At 250 and 5'6", I know I did not suffer as much as many people have with weight issues, but I suffered enough to understand how it feels to be ignored, marginalized, and objectified. I've seen it and heard it.

For WLS, I haven't come across much shock and disdain in my day to day life, but I don't pay much attention to people either. I bring up my surgery matter of factly and keep going. I really don't pay attention to how the other person takes my news. So at a restaurant, I don't notice if others are watching me. After I tell the waiter "Yes, the food was good. I can't eat much because I had weight loss surgery" I go back to my meal. I don't wait for a response from them. For strangers, I try for the shortest interaction that gets the info I want to share across. Sometimes people ask me details, and I am comfortable sharing (what kind, did insurance pay, how do you feel now, etc). Also, maybe when I tell someone who was posed to say something crappy that "I was afraid I was going to die!" they just don't have a good comeback! No one has said "Why didn't you just quit eating." I haven't had anyone be rude yet, but if I do run across that, I will deal with them as I deal with other rude people: I don't spend time trying to make them nicer unless I feel like it. I minimize our contact and leave them with their miserable selves ASAP.

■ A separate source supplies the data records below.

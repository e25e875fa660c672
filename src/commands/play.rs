//! Interactive play mode
//!
//! Text-based game loop: read a guess, score it, repeat until the game ends.

use crate::core::{Game, GameConfig, Outcome};
use crate::output::{print_board, print_guess, print_outcome};
use crate::source::WordSource;
use anyhow::Result;
use colored::Colorize;
use std::io::{BufRead, Write};
use tracing::info;

/// Play one game to completion
///
/// Input is upper-cased before it reaches the game. Rejected guesses are
/// reported and re-prompted. Returns `Outcome::InProgress` if the player
/// quits or input runs out.
///
/// # Errors
///
/// Returns an error if reading input or writing output fails.
pub fn play_game<S, R, W>(game: &mut Game<S>, input: &mut R, out: &mut W) -> Result<Outcome>
where
    S: WordSource,
    R: BufRead,
    W: Write,
{
    writeln!(
        out,
        "Guess the {}-letter word in {} tries. Type 'quit' to give up.\n",
        game.word().chars().count(),
        game.max_guesses()
    )?;

    while !game.should_end_game() {
        let prompt = format!("Guess {}/{}", game.curr_guess() + 1, game.max_guesses());
        let Some(line) = read_line(&prompt, input, out)? else {
            break;
        };

        if matches!(line.to_lowercase().as_str(), "quit" | "q" | "exit") {
            break;
        }

        match game.append_guess(&line.to_uppercase()) {
            Ok(guess) => print_guess(out, guess)?,
            Err(e) => writeln!(out, "{} {e}", "❌".red())?,
        }
    }

    writeln!(out)?;
    print_board(out, game)?;
    print_outcome(out, game)?;
    Ok(game.outcome())
}

/// Play games until the player stops
///
/// Each game draws a fresh secret from `source`.
///
/// # Errors
///
/// Returns an error if `config` is invalid or on I/O failure.
pub fn run_play<S, R, W>(
    source: &S,
    config: GameConfig,
    input: &mut R,
    out: &mut W,
) -> Result<()>
where
    S: WordSource + ?Sized,
    R: BufRead,
    W: Write,
{
    loop {
        let mut game = Game::with_config(source, config)?;
        let outcome = play_game(&mut game, input, out)?;
        info!(?outcome, guesses = game.curr_guess(), "Game finished");

        if outcome == Outcome::InProgress {
            break;
        }

        let answer = read_line("Play again? (yes/no)", input, out)?.unwrap_or_default();
        if !matches!(answer.to_lowercase().as_str(), "yes" | "y") {
            break;
        }
        writeln!(out)?;
    }

    writeln!(out, "👋 Thanks for playing!")?;
    Ok(())
}

/// Prompt and read one trimmed line, `None` at end of input
fn read_line<R: BufRead, W: Write>(
    prompt: &str,
    input: &mut R,
    out: &mut W,
) -> Result<Option<String>> {
    write!(out, "{prompt}: ")?;
    out.flush()?;

    let mut line = String::new();
    if input.read_line(&mut line)? == 0 {
        return Ok(None);
    }

    Ok(Some(line.trim().to_string()))
}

I have had a few friends and acquaintances that I cared enough about to spend time talking in more detail about my operation and some of them were fearful for me. But after I explained the relative safety of the operation vs. staying overweight, everyone was on board. Or if they weren't, they didn't discuss it with me anymore :-) I think the naysayers didn't want another long, drawn-out, earnest description from me again!

There may be people talking behind my back about it and saying all kinds of mean stuff, but it's not affecting me. I'm 50 lbs. lighter and I feel so much better already!

I have noticed some people treating me differently since I'm thinner. It tells me something about the kind of person they are, whether they are aware of it or not.